## EXERCISE
Every line below that has "MemorySink" in it should be copied.

= = = = =

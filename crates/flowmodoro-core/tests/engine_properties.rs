//! Property tests for the timer engine under arbitrary command sequences.

use std::sync::Arc;

use flowmodoro_core::alert::MemorySink;
use flowmodoro_core::{
    AlertCue, AlertScheduler, EngineOptions, Event, ManualClock, Phase, Ratio, RatioBounds,
    RatioPrecision, RatioStore, TimerEngine,
};
use proptest::prelude::*;

#[derive(Debug, Clone)]
enum Op {
    Start,
    Pause,
    Break,
    Reset,
    Ratio(u32),
    Wait(u64),
}

fn silent_engine(clock: &ManualClock) -> TimerEngine {
    TimerEngine::new(
        EngineOptions::default(),
        Arc::new(clock.clone()),
        AlertScheduler::silent(),
    )
}

#[derive(Debug, Clone)]
enum BreakOp {
    Start,
    Pause,
    Wait(u64),
}

fn break_op() -> impl Strategy<Value = BreakOp> {
    prop_oneof![
        Just(BreakOp::Start),
        Just(BreakOp::Pause),
        (0u64..1_000).prop_map(BreakOp::Wait),
    ]
}

fn op() -> impl Strategy<Value = Op> {
    prop_oneof![
        Just(Op::Start),
        Just(Op::Pause),
        Just(Op::Break),
        Just(Op::Reset),
        (1u32..=200).prop_map(Op::Ratio),
        (0u64..5_000).prop_map(Op::Wait),
    ]
}

proptest! {
    #[test]
    fn test_state_stays_consistent(ops in prop::collection::vec(op(), 1..80)) {
        let clock = ManualClock::new(0);
        let mut engine = silent_engine(&clock);
        let mut running_total = 0u64;

        for op in ops {
            let records_before = engine.history().len();
            let total_before = engine.total_duration_ms();
            match op {
                Op::Start => { engine.start(); }
                Op::Pause => { engine.pause(); }
                Op::Break => { engine.switch_to_break(); }
                Op::Reset => { engine.reset(); }
                Op::Ratio(scaled) => {
                    let text = format!("{}.{}", scaled / 10, scaled % 10);
                    prop_assert!(engine.set_ratio(&text).is_ok());
                    prop_assert_eq!(engine.history().len(), records_before);
                }
                Op::Wait(ms) => {
                    clock.advance(ms);
                    let was_running = engine.is_running();
                    engine.tick();
                    if was_running {
                        running_total += ms;
                    }
                }
            }

            let state = *engine.state();
            prop_assert_eq!(state.running, state.last_tick_at.is_some());
            prop_assert!(engine.total_duration_ms() >= total_before);
            if state.phase == Phase::Break {
                prop_assert!(state.elapsed_ms <= state.break_duration_ms);
            }
            let progress = engine.break_progress();
            prop_assert!((0.0..=1.0).contains(&progress));
        }

        prop_assert_eq!(engine.total_duration_ms(), running_total);
    }

    #[test]
    fn test_focus_elapsed_is_sum_of_ticks(deltas in prop::collection::vec(0u64..5_000, 0..60)) {
        let clock = ManualClock::new(0);
        let mut engine = silent_engine(&clock);
        engine.start();

        let mut sum = 0u64;
        for delta in deltas {
            clock.advance(delta);
            prop_assert!(engine.tick().is_empty());
            sum += delta;
            prop_assert_eq!(engine.elapsed_ms(), sum);
            prop_assert_eq!(engine.total_duration_ms(), sum);
        }
        prop_assert_eq!(engine.phase(), Phase::Focus);
    }

    #[test]
    fn test_break_counts_down_and_returns_to_focus_once(
        focus_ms in 1u64..60_000,
        deltas in prop::collection::vec(0u64..5_000, 0..60),
    ) {
        let clock = ManualClock::new(0);
        let mut engine = silent_engine(&clock);
        engine.set_ratio("1").unwrap();
        engine.start();
        clock.advance(focus_ms);
        engine.tick();
        engine.switch_to_break();
        prop_assert_eq!(engine.break_duration_ms(), focus_ms);

        let mut sum = 0u64;
        let mut returns = 0usize;
        for delta in deltas {
            let crossed_before = sum >= focus_ms;
            clock.advance(delta);
            returns += engine
                .tick()
                .iter()
                .filter(|e| matches!(e, Event::SwitchedToFocus { .. }))
                .count();
            sum += delta;

            if sum < focus_ms {
                prop_assert_eq!(engine.phase(), Phase::Break);
                prop_assert_eq!(engine.elapsed_ms(), focus_ms - sum);
            } else {
                prop_assert_eq!(engine.phase(), Phase::Focus);
                if !crossed_before {
                    prop_assert_eq!(engine.elapsed_ms(), 0);
                }
            }
        }
        prop_assert_eq!(returns, usize::from(sum >= focus_ms));
    }

    #[test]
    fn test_redundant_commands_keep_break_alert(ops in prop::collection::vec(break_op(), 1..60)) {
        let clock = ManualClock::new(0);
        let sink = MemorySink::new();
        let alerts = AlertScheduler::new(
            Some(AlertCue::from_bytes("alert.wav", vec![1, 2, 3])),
            Box::new(sink.clone()),
        );
        let mut engine =
            TimerEngine::new(EngineOptions::default(), Arc::new(clock.clone()), alerts);
        engine.set_ratio("1").unwrap();
        engine.start();
        clock.advance(3_600_000);
        engine.tick();
        engine.switch_to_break();
        prop_assert!(engine.pending_alert().is_some());

        // Waits stay far below the hour-long break, so the alert never comes due.
        let mut effective_starts = 0usize;
        for op in ops {
            let before = engine.pending_alert();
            match op {
                BreakOp::Start => {
                    let was_running = engine.is_running();
                    let events = engine.start();
                    if was_running {
                        prop_assert!(events.is_empty());
                        prop_assert_eq!(engine.pending_alert(), before);
                    } else {
                        effective_starts += 1;
                        prop_assert!(engine.pending_alert().is_some());
                    }
                }
                BreakOp::Pause => {
                    let was_running = engine.is_running();
                    let events = engine.pause();
                    prop_assert_eq!(events.is_empty(), !was_running);
                    prop_assert_eq!(engine.pending_alert(), None);
                }
                BreakOp::Wait(ms) => {
                    clock.advance(ms);
                    prop_assert!(engine.tick().is_empty());
                    prop_assert_eq!(engine.pending_alert(), before);
                }
            }
            prop_assert_eq!(engine.phase(), Phase::Break);
        }
        prop_assert_eq!(sink.plays(), 0);
        prop_assert_eq!(sink.stops(), 1 + effective_starts);
    }

    #[test]
    fn test_break_length_is_floor_of_focus_over_ratio(
        focus_ms in 0u64..10_000_000,
        scaled in 1u32..=200,
    ) {
        let ratio = Ratio::from_scaled(scaled).unwrap();
        let expected = focus_ms * 10 / u64::from(scaled);
        prop_assert_eq!(ratio.break_duration_ms(focus_ms), expected);
    }

    #[test]
    fn test_rejected_input_keeps_ratio(raw in "[^0-9]*") {
        let mut store = RatioStore::new(
            Ratio::DEFAULT,
            RatioBounds::capped(),
            RatioPrecision::OneDecimal,
        );
        prop_assume!(raw.trim().parse::<f64>().is_err());
        prop_assert!(store.set_ratio(&raw).is_err());
        prop_assert_eq!(store.ratio(), Ratio::DEFAULT);
    }
}
impl TimerEngine {
    /// Create an idle engine in the focus phase with all durations at zero.
    pub fn new(options: EngineOptions, clock: Arc<dyn Clock>, alerts: AlertScheduler) -> Self {
        Self {
            clock,
            state: TimerState::default(),
            ratio: RatioStore::new(
                options.initial_ratio,
                options.ratio_bounds,
                options.ratio_precision,
            ),
            alerts,
            history: HistoryLog::new(),
            alert_enabled: options.alert_enabled,
            tick_interval_ms: options.tick_interval_ms.max(1),
            history_limit: options.history_limit,
        }
    }

    // ── Queries ──────────────────────────────────────────────────────

    pub fn state(&self) -> &TimerState {
        &self.state
    }

    pub fn phase(&self) -> Phase {
        self.state.phase
    }

    pub fn is_running(&self) -> bool {
        self.state.running
    }

    pub fn elapsed_ms(&self) -> u64 {
        self.state.elapsed_ms
    }

    pub fn break_duration_ms(&self) -> u64 {
        self.state.break_duration_ms
    }

    pub fn total_duration_ms(&self) -> u64 {
        self.state.total_duration_ms
    }

    pub fn ratio(&self) -> Ratio {
        self.ratio.ratio()
    }

    pub fn history(&self) -> &HistoryLog {
        &self.history
    }

    pub fn alerts(&self) -> &AlertScheduler {
        &self.alerts
    }

    pub fn pending_alert(&self) -> Option<ScheduledAlert> {
        self.alerts.pending()
    }

    pub fn tick_interval(&self) -> Duration {
        Duration::from_millis(self.tick_interval_ms)
    }

    /// Remaining share of the break, 1.0 at its start and 0.0 at its end.
    /// Always 0.0 during focus.
    pub fn break_progress(&self) -> f64 {
        if self.state.phase != Phase::Break || self.state.break_duration_ms == 0 {
            return 0.0;
        }
        (self.state.elapsed_ms as f64 / self.state.break_duration_ms as f64).min(1.0)
    }

    pub fn status(&self) -> &'static str {
        status_label(self.state.phase, self.state.running)
    }

    /// Build a full state snapshot event.
    pub fn snapshot(&self) -> Event {
        Event::StateSnapshot {
            phase: self.state.phase,
            running: self.state.running,
            elapsed_ms: self.state.elapsed_ms,
            break_duration_ms: self.state.break_duration_ms,
            total_duration_ms: self.state.total_duration_ms,
            ratio: self.ratio(),
            break_progress: self.break_progress(),
            status: self.status().to_string(),
            at: self.clock.now_utc(),
        }
    }

    // ── Commands ─────────────────────────────────────────────────────

    /// Start or resume in the current phase. No-op while running.
    pub fn start(&mut self) -> Vec<Event> {
        if self.state.running {
            return Vec::new();
        }
        let now = self.clock.now_ms();
        self.state.running = true;
        self.state.last_tick_at = Some(now);
        let appended = self.record(Action::Start, now);
        self.reschedule_alert(now);

        debug!(phase = %self.state.phase, elapsed_ms = self.state.elapsed_ms, "timer started");
        let started = Event::TimerStarted {
            phase: self.state.phase,
            elapsed_ms: self.state.elapsed_ms,
            at: timestamp(now),
        };
        vec![started, appended]
    }

    /// Stop ticking and drop any pending alert. No-op while stopped.
    pub fn pause(&mut self) -> Vec<Event> {
        if !self.state.running {
            return Vec::new();
        }
        let now = self.clock.now_ms();
        self.state.running = false;
        self.state.last_tick_at = None;
        self.alerts.cancel();
        let appended = self.record(Action::Pause, now);

        debug!(phase = %self.state.phase, elapsed_ms = self.state.elapsed_ms, "timer paused");
        let paused = Event::TimerPaused {
            phase: self.state.phase,
            elapsed_ms: self.state.elapsed_ms,
            at: timestamp(now),
        };
        vec![paused, appended]
    }

    /// Stop and return to an idle focus phase. The session total is kept.
    pub fn reset(&mut self) -> Vec<Event> {
        let now = self.clock.now_ms();
        self.state.running = false;
        self.state.last_tick_at = None;
        self.alerts.cancel();
        self.state.phase = Phase::Focus;
        self.state.elapsed_ms = 0;
        self.state.break_duration_ms = 0;
        let appended = self.record(Action::Reset, now);

        debug!(total_duration_ms = self.state.total_duration_ms, "timer reset");
        let reset = Event::TimerReset {
            total_duration_ms: self.state.total_duration_ms,
            at: timestamp(now),
        };
        vec![reset, appended]
    }

    /// End focus and start a break earned at the current ratio.
    ///
    /// Only legal while running in focus; otherwise a no-op.
    pub fn switch_to_break(&mut self) -> Vec<Event> {
        if !self.state.running || self.state.phase != Phase::Focus {
            return Vec::new();
        }
        let now = self.clock.now_ms();
        let ratio = self.ratio();
        let focus_ms = self.state.elapsed_ms;
        let break_ms = ratio.break_duration_ms(focus_ms);

        self.state.phase = Phase::Break;
        self.state.break_duration_ms = break_ms;
        self.state.elapsed_ms = break_ms;
        self.reschedule_alert(now);
        let appended = self.record(Action::SwitchToBreak, now);

        debug!(focus_ms, break_ms, %ratio, "switched to break");
        let switched = Event::SwitchedToBreak {
            focus_ms,
            break_duration_ms: break_ms,
            ratio,
            at: timestamp(now),
        };
        vec![switched, appended]
    }

    /// Advance by the wall-clock time since the previous tick.
    ///
    /// Called by the driver loop only. Returns the events this tick caused:
    /// a due break alert and/or the automatic switch back to focus with its
    /// history record.
    pub fn tick(&mut self) -> Vec<Event> {
        let mut events = Vec::new();
        let Some(last) = self.state.last_tick_at else {
            return events;
        };
        let now = self.clock.now_ms();
        let delta = now.saturating_sub(last);
        self.state.last_tick_at = Some(now);
        self.state.total_duration_ms = self.state.total_duration_ms.saturating_add(delta);

        if let Some(fired) = self.alerts.poll(now) {
            events.push(Event::AlertFired {
                audible: fired.audible,
                at: timestamp(fired.at_ms),
            });
        }

        match self.state.phase {
            Phase::Focus => {
                self.state.elapsed_ms = self.state.elapsed_ms.saturating_add(delta);
            }
            Phase::Break if delta >= self.state.elapsed_ms => {
                events.extend(self.switch_to_focus(now));
            }
            Phase::Break => {
                self.state.elapsed_ms -= delta;
            }
        }
        events
    }

    /// Replace the ratio from user text such as `"2.5"`.
    ///
    /// Takes effect at the next switch to break; a running break keeps its
    /// length.
    ///
    /// # Errors
    ///
    /// Returns a [`RatioError`] and keeps the previous ratio if the text is
    /// not a positive number within bounds.
    pub fn set_ratio(&mut self, raw: &str) -> Result<Ratio, RatioError> {
        self.ratio.set_ratio(raw).inspect_err(|e| {
            warn!(error = %e, "ratio rejected");
        })
    }

    /// Replace the ratio with a whole `n:1` preset.
    ///
    /// # Errors
    ///
    /// See [`TimerEngine::set_ratio`].
    pub fn set_ratio_preset(&mut self, n: u32) -> Result<Ratio, RatioError> {
        self.ratio
            .set_ratio_value(f64::from(n))
            .inspect_err(|e| warn!(error = %e, "ratio preset rejected"))
    }

    /// Flip alert mute. Returns the new mute state.
    pub fn toggle_mute(&mut self) -> bool {
        self.alerts.toggle_mute()
    }

    pub fn mute(&mut self) {
        self.alerts.mute();
    }

    pub fn unmute(&mut self) {
        self.alerts.unmute();
    }

    /// Replace the history with an import.
    ///
    /// # Errors
    ///
    /// Returns an error if the data does not parse; history is unchanged.
    pub fn import_history(&mut self, bytes: &[u8]) -> crate::error::Result<usize> {
        Ok(self.history.import(bytes)?)
    }

    // ── Internal ─────────────────────────────────────────────────────

    fn switch_to_focus(&mut self, now: u64) -> [Event; 2] {
        self.state.phase = Phase::Focus;
        self.state.elapsed_ms = 0;
        self.alerts.cancel();
        let appended = self.record(Action::SwitchToFocus, now);

        debug!(break_ms = self.state.break_duration_ms, "break finished, back to focus");
        let switched = Event::SwitchedToFocus {
            break_duration_ms: self.state.break_duration_ms,
            at: timestamp(now),
        };
        [switched, appended]
    }

    fn reschedule_alert(&mut self, now: u64) {
        if !self.alert_enabled {
            return;
        }
        self.alerts.schedule(self.state.phase, self.state.elapsed_ms, now);
    }

    fn record(&mut self, action: Action, now: u64) -> Event {
        let ratio = self.ratio();
        self.history.append(action, &self.state, ratio, timestamp(now));
        Event::HistoryAppended {
            records: self.history.recent(self.history_limit).to_vec(),
        }
    }
}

= = = = =

## ANSWER SPACE
use flowmodoro_core::alert::MemorySink;
        let sink = MemorySink::new();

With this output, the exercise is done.